I have long suspected that I may be having a wee early mid-life crisis. I mean, here I am. Forty not quite knocking at the door yet, but I can see it approaching – like unwelcome visitors kicking up dust on the horizon. My hair is greying and the grooves in my forehead is becoming ever-more visible. I need much more sleep and a lot less food than . I look at the Springbok Rugby Team and instead of thinking what big and handsome men they are, I find myself thinking: “Oh what sweet boys, their mamas must be so proud!”

When you are little, all you want to do is grow up. That is the long-term goal. But there are many short- and mid-term goals to reach first. It is the natural progression of things. You start school. Then on to high school. Then, there is a grey patch in the middle and different people take different routes. I took a “gap year” which was the fashionable thing to do back then. So I shovelled shit for a year and got knocked around by huge warmbloods of all ages. I came back and had a few carefree years as a student and even tried my hand at being a “Professional Student” by doing some postgraduate studies. Finally, I  got my shit together and started working.

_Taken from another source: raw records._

//! State module for tracking crawl progress
//!
//! # Components
//!
//! - `Progress`: the process-wide persisted-record counter, the record cap and the run clock

mod progress;

pub use progress::{deadline_after, rate, Progress};
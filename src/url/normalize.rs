use crate::UrlError;
use url::Url;

/// Tracking query parameters dropped during normalization
const TRACKING_PARAMS: &[&str] = &["fbclid", "gclid", "mc_eid"];

/// Normalizes a URL so that equal pages compare equal as strings
///
/// # Normalization Steps
///
/// 1. Parse the URL; reject if malformed
/// 2. Accept only `http` and `https`
/// 3. Lowercase the host
/// 4. Normalize path:
///    - Remove dot segments (. and ..) and empty segments
///    - Remove trailing slash (except for root /)
///    - Empty path becomes /
/// 5. Remove fragment (everything after #)
/// 6. Remove tracking query parameters, sort the rest, drop an empty `?`
///
/// # Examples
///
/// ```
/// use lantern_crawl::url::normalize_url;
///
/// let url = normalize_url("https://EN.WIKIPEDIA.ORG/wiki/Rust/#History").unwrap();
/// assert_eq!(url.as_str(), "https://en.wikipedia.org/wiki/Rust");
/// ```
pub fn normalize_url(url_str: &str) -> Result<Url, UrlError> {
    let mut url = Url::parse(url_str.trim()).map_err(|e| UrlError::Parse(e.to_string()))?;

    if url.scheme() != "http" && url.scheme() != "https" {
        return Err(UrlError::InvalidScheme(format!(
            "Only HTTP and HTTPS schemes are supported, got: {}",
            url.scheme()
        )));
    }

    let host = url.host_str().ok_or(UrlError::MissingHost)?.to_lowercase();
    url.set_host(Some(&host))
        .map_err(|e| UrlError::Parse(format!("Failed to set host: {}", e)))?;

    let normalized_path = normalize_path(url.path());
    url.set_path(&normalized_path);

    url.set_fragment(None);

    if url.query().is_some() {
        let params = filter_and_sort_query_params(&url);
        if params.is_empty() {
            url.set_query(None);
        } else {
            let query_string = params
                .iter()
                .map(|(k, v)| format!("{}={}", k, v))
                .collect::<Vec<_>>()
                .join("&");
            url.set_query(Some(&query_string));
        }
    }

    Ok(url)
}

/// Normalizes a URL path by removing dot segments and trailing slashes
fn normalize_path(path: &str) -> String {
    let mut segments: Vec<&str> = Vec::new();

    for segment in path.split('/') {
        match segment {
            "" | "." => continue,
            ".." => {
                segments.pop();
            }
            _ => segments.push(segment),
        }
    }

    if segments.is_empty() {
        return "/".to_string();
    }

    format!("/{}", segments.join("/"))
}

fn filter_and_sort_query_params(url: &Url) -> Vec<(String, String)> {
    let mut params: Vec<(String, String)> = url
        .query_pairs()
        .filter(|(key, _)| !is_tracking_param(key))
        .map(|(k, v)| (k.to_string(), v.to_string()))
        .collect();

    params.sort_by(|a, b| a.0.cmp(&b.0));
    params
}

fn is_tracking_param(key: &str) -> bool {
    TRACKING_PARAMS.contains(&key) || key.starts_with("utm_")
}
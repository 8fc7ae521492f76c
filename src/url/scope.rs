use crate::url::normalize_url;
use crate::{UrlError, UrlResult};
use url::Url;

/// The single site a crawl is confined to
///
/// Holds the canonical base URL and the path prefix that marks an article
/// link. An href is followed only if it is a path-rooted reference under
/// that prefix with no namespace colon and no fragment marker.
#[derive(Debug, Clone)]
pub struct SiteScope {
    base: Url,
    host: String,
    article_prefix: String,
}

impl SiteScope {
    /// Builds a scope from the canonical base URL (scheme + host) and the
    /// article path prefix
    pub fn new(base_url: &str, article_prefix: &str) -> UrlResult<Self> {
        let base = normalize_url(base_url)?;
        let host = base.host_str().ok_or(UrlError::MissingHost)?.to_string();

        Ok(Self {
            base,
            host,
            article_prefix: article_prefix.to_string(),
        })
    }

    /// The canonical host links are resolved against
    pub fn host(&self) -> &str {
        &self.host
    }

    /// Resolves an href found on a page to the absolute URL to crawl
    ///
    /// Returns `None` for anything outside the scope:
    /// - absolute or protocol-relative URLs (foreign or not)
    /// - paths outside the article prefix, checked again after dot
    ///   segments are resolved
    /// - namespace pages (any `:` in the href)
    /// - hrefs carrying a fragment (`#`)
    pub fn resolve_link(&self, href: &str) -> Option<String> {
        let href = href.trim();

        if !href.starts_with(&self.article_prefix) || href.starts_with("//") {
            return None;
        }

        if href.contains(':') || href.contains('#') {
            return None;
        }

        let joined = self.base.join(href).ok()?;
        let normalized = normalize_url(joined.as_str()).ok()?;

        if !normalized.path().starts_with(&self.article_prefix) {
            return None;
        }

        self.contains(&normalized).then(|| normalized.to_string())
    }

    /// Returns true if an absolute URL lies on the crawled host
    pub fn contains(&self, url: &Url) -> bool {
        url.host_str() == Some(self.host.as_str()) && url.port() == self.base.port()
    }
}
//! HTTP fetcher implementation
//!
//! This module handles all HTTP requests for the crawler, including:
//! - Building the shared HTTP client with an identifying user agent
//! - GET requests with a per-request timeout
//! - Error classification into soft failures

use crate::config::UserAgentConfig;
use reqwest::Client;
use std::time::Duration;
use thiserror::Error;

/// Why a page produced no body
///
/// Every variant is a soft failure: the worker logs it and moves on.
#[derive(Debug, Error)]
pub enum FetchError {
    #[error("request timed out")]
    Timeout,

    #[error("connection failed: {0}")]
    Connect(String),

    #[error("HTTP status {0}")]
    Status(u16),

    #[error("failed to read body: {0}")]
    Body(String),

    #[error("transport error: {0}")]
    Transport(String),
}

impl From<reqwest::Error> for FetchError {
    fn from(e: reqwest::Error) -> Self {
        if e.is_timeout() {
            FetchError::Timeout
        } else if e.is_connect() {
            FetchError::Connect(e.to_string())
        } else if e.is_body() || e.is_decode() {
            FetchError::Body(e.to_string())
        } else {
            FetchError::Transport(e.to_string())
        }
    }
}

/// Builds the HTTP client shared by every worker
///
/// # Arguments
///
/// * `config` - The user agent configuration
/// * `request_timeout` - Upper bound on a single request, body included
///
/// # Example
///
/// ```no_run
/// use lantern_crawl::config::UserAgentConfig;
/// use lantern_crawl::crawler::build_http_client;
/// use std::time::Duration;
///
/// let client = build_http_client(&UserAgentConfig::default(), Duration::from_secs(5)).unwrap();
/// ```
pub fn build_http_client(
    config: &UserAgentConfig,
    request_timeout: Duration,
) -> Result<Client, reqwest::Error> {
    Client::builder()
        .user_agent(config.header_value())
        .timeout(request_timeout)
        .connect_timeout(request_timeout)
        .pool_idle_timeout(Duration::from_secs(30))
        .gzip(true)
        .brotli(true)
        .build()
}

/// Fetches a page body
///
/// Any transport failure, timeout, non-2xx status or unreadable body is
/// returned as a [`FetchError`]; nothing is retried.
pub async fn fetch_page(client: &Client, url: &str) -> Result<String, FetchError> {
    let response = client.get(url).send().await?;

    let status = response.status();
    if !status.is_success() {
        return Err(FetchError::Status(status.as_u16()));
    }

    Ok(response.text().await?)
}
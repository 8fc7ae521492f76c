//! Storage traits and error types
//!
//! This module defines the trait interface for storage backends and
//! associated error types.

use crate::storage::{PageRecord, RunRecord};
use thiserror::Error;

/// Errors that can occur during storage operations
#[derive(Debug, Error)]
pub enum StorageError {
    #[error("Database error: {0}")]
    Database(String),

    #[error("Run not found: {0}")]
    RunNotFound(i64),

    #[error("SQLite error: {0}")]
    Sqlite(#[from] rusqlite::Error),
}

/// Result type for storage operations
pub type StorageResult<T> = Result<T, StorageError>;

/// Trait for storage backend implementations
///
/// Implementations are shared by every worker at once, so all methods take
/// `&self` and must be safe to call concurrently.
pub trait Storage: Send + Sync {
    // ===== Page Records =====

    /// Inserts a record unless one with the same URL already exists
    ///
    /// # Returns
    ///
    /// `true` only when this call created the row; a duplicate URL is a
    /// successful no-op returning `false`.
    fn insert_if_absent(&self, record: &PageRecord) -> StorageResult<bool>;

    /// Gets a record by URL
    fn get_page(&self, url: &str) -> StorageResult<Option<PageRecord>>;

    /// Gets total record count
    fn count_pages(&self) -> StorageResult<u64>;

    /// Gets record counts per category, largest first
    fn count_by_category(&self) -> StorageResult<Vec<(String, u64)>>;

    // ===== Run Management =====

    /// Opens a run record and returns its ID
    fn create_run(&self, config_hash: &str) -> StorageResult<i64>;

    /// Closes a run record with its final total and stop reason
    fn finish_run(&self, run_id: i64, total: u64, stop_reason: &str) -> StorageResult<()>;

    /// Gets the most recent run
    fn get_latest_run(&self) -> StorageResult<Option<RunRecord>>;
}
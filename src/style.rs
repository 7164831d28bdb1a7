//! Marker styling for earthquake events.
//!
//! Magnitude drives the circle radius and depth drives the fill color. The
//! same depth buckets feed the legend so marker colors and legend swatches
//! cannot drift apart.

/// Radius multiplier applied to magnitude.
pub const RADIUS_PER_MAGNITUDE: f64 = 6.0;

/// Circle radius for a magnitude.
///
/// Not clamped: a negative magnitude gives a negative radius.
#[must_use]
pub fn circle_size(magnitude: f64) -> f64 {
    magnitude * RADIUS_PER_MAGNITUDE
}

/// Fill color for a depth in kilometers.
#[must_use]
pub fn circle_color(depth_km: f64) -> &'static str {
    DepthBucket::for_depth(depth_km).color()
}

/// Depth bands, shallow to deep.
#[derive(Debug, Clone, Copy, PartialEq, Eq)]
pub enum DepthBucket {
    /// depth <= 10 km, including negative depths
    Shallow,
    /// 10 < depth <= 30
    Upper,
    /// 30 < depth <= 50
    Middle,
    /// 50 < depth <= 70
    Lower,
    /// 70 < depth <= 90
    Deep,
    /// depth > 90
    VeryDeep,
}

/// All buckets in legend order (shallow first).
pub const DEPTH_BUCKETS: [DepthBucket; 6] = [
    DepthBucket::Shallow,
    DepthBucket::Upper,
    DepthBucket::Middle,
    DepthBucket::Lower,
    DepthBucket::Deep,
    DepthBucket::VeryDeep,
];

impl DepthBucket {
    /// Bucket for a depth. Bounds are strict, so a depth sitting exactly on
    /// a bound belongs to the shallower bucket.
    #[must_use]
    pub fn for_depth(depth_km: f64) -> Self {
        match depth_km {
            d if d > 90.0 => Self::VeryDeep,
            d if d > 70.0 => Self::Deep,
            d if d > 50.0 => Self::Lower,
            d if d > 30.0 => Self::Middle,
            d if d > 10.0 => Self::Upper,
            _ => Self::Shallow,
        }
    }

    /// Hex fill color.
    #[must_use]
    pub const fn color(self) -> &'static str {
        match self {
            Self::VeryDeep => "#ff5f65",
            Self::Deep => "#fca35d",
            Self::Lower => "#fdb72a",
            Self::Middle => "#f7db11",
            Self::Upper => "#dcf400",
            Self::Shallow => "#a3f600",
        }
    }

    /// Legend label text (kilometers).
    ///
    /// The shallow label reads "-10-10" although the bucket has no lower
    /// bound.
    #[must_use]
    pub const fn label(self) -> &'static str {
        match self {
            Self::Shallow => "-10-10",
            Self::Upper => "10-30",
            Self::Middle => "30-50",
            Self::Lower => "50-70",
            Self::Deep => "70-90",
            Self::VeryDeep => "90+",
        }
    }

    /// CSS class used for the legend swatch.
    #[must_use]
    pub const fn css_class(self) -> &'static str {
        match self {
            Self::Shallow => "color1",
            Self::Upper => "color2",
            Self::Middle => "color3",
            Self::Lower => "color4",
            Self::Deep => "color5",
            Self::VeryDeep => "color6",
        }
    }
}

#[cfg(test)]
mod tests {
    use super::*;

    #[test]
    fn test_circle_size_is_linear() {
        for m in [-1.5, -0.0, 0.0, 0.5, 2.5, 4.2, 9.1] {
            assert!((circle_size(m) - 6.0 * m).abs() < 1e-12, "magnitude {m}");
        }
    }

    #[test]
    fn test_negative_magnitude_not_clamped() {
        assert!(circle_size(-0.8) < 0.0);
        assert!(circle_size(0.0).abs() < f64::EPSILON);
    }

    #[test]
    fn test_circle_color_buckets() {
        assert_eq!(circle_color(560.0), "#ff5f65");
        assert_eq!(circle_color(80.0), "#fca35d");
        assert_eq!(circle_color(60.0), "#fdb72a");
        assert_eq!(circle_color(40.0), "#f7db11");
        assert_eq!(circle_color(20.0), "#dcf400");
        assert_eq!(circle_color(5.0), "#a3f600");
        assert_eq!(circle_color(-3.2), "#a3f600");
        assert_eq!(circle_color(-50.0), "#a3f600");
    }

    #[test]
    fn test_boundaries_fall_into_lower_bucket() {
        assert_eq!(circle_color(90.0), "#fca35d");
        assert_eq!(circle_color(70.0), "#fdb72a");
        assert_eq!(circle_color(50.0), "#f7db11");
        assert_eq!(circle_color(30.0), "#dcf400");
        assert_eq!(circle_color(10.0), "#a3f600");

        assert_eq!(circle_color(90.01), "#ff5f65");
        assert_eq!(circle_color(10.01), "#dcf400");
    }

    #[test]
    fn test_bucket_order_is_shallow_to_deep() {
        let depths = [0.0, 20.0, 40.0, 60.0, 80.0, 100.0];
        for (bucket, depth) in DEPTH_BUCKETS.iter().zip(depths) {
            assert_eq!(DepthBucket::for_depth(depth), *bucket);
        }

        let labels: Vec<&str> = DEPTH_BUCKETS.iter().map(|b| b.label()).collect();
        assert_eq!(labels, ["-10-10", "10-30", "30-50", "50-70", "70-90", "90+"]);
    }
}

I have done the easy laid-back kind of jobs, I have done the high-pressure high-profile kind of jobs and a few years ago, even landed my dream job as a Science Writer and then got retrenched. Tick that box. There has never been a career plan as such; I would stay on until I got bored and needed a new challenge. It never really featured as a priority, to be truthful. I wanted to make enough money to be able to have a horse. And the goal with the horse was to do Dressage…I had the horse. She died. But in all honesty, we weren’t really progressing anywhere anytime soon. I tried to branch out and start a career with horses, but didn’t work out as planned.

In between, I managed to meet and marry the “boy next door” (No really, I did, literally!) , acquire two dogs (one rather rashly decided-upon puppy and one carefully planned rescue), had the two babies, quit working to stay at home with the kids, ran out of money and started working again. Tick. Tick. Tick.

Right now, life is easy. I have a rather unchallenging job, the kids are settled at school and we trudge along day by day by day… And for people of my particular disposition, this is a rather dangerous place to be. We struggle to be “present” at the best of times and as we mostly live in our own heads, it takes a fair jolt to bring us back to reality sometimes.

I am reaching the age where some of my friends are getting to other stages – they are getting divorced, widowed and some have even gone further and are getting re-married! I am not saying that I have the energy for that kind of excitement, but life is a little monotonous in it’s non-eventfulness right now. And there is always that little voice in the back of your head that keeps saying: “Really, is this it? Have you peaked now? Is it all downhill from here then?” And you want to strangle that little bugger and say, “Hey, my life is good, I’m not messing with that!” Everyone is fed, clothed and reasonably clean. Let us not poke the quietly snoozing lion!

But…really? Is this it? The main aim right now is to make sure the children are moulded into vaguely self-sufficient persons who can contribute to the world in a meaningful way and although exhausting, it doesn’t take up 24 hours a day. (Besides, most of us turned out just fine despite our parents’ valiant efforts to instil discipline and respect in whatever form was the societal norm at such time.) And in the meantime, how long will it be before I have outlived my usefulness to society?

So. Here I stand atop the muck heap that is the hill over which I decree dominion – giving the term “over the hill” a very immediate and much more urgent kind of meaning – surveying my realm and deciding which direction begs further exploration.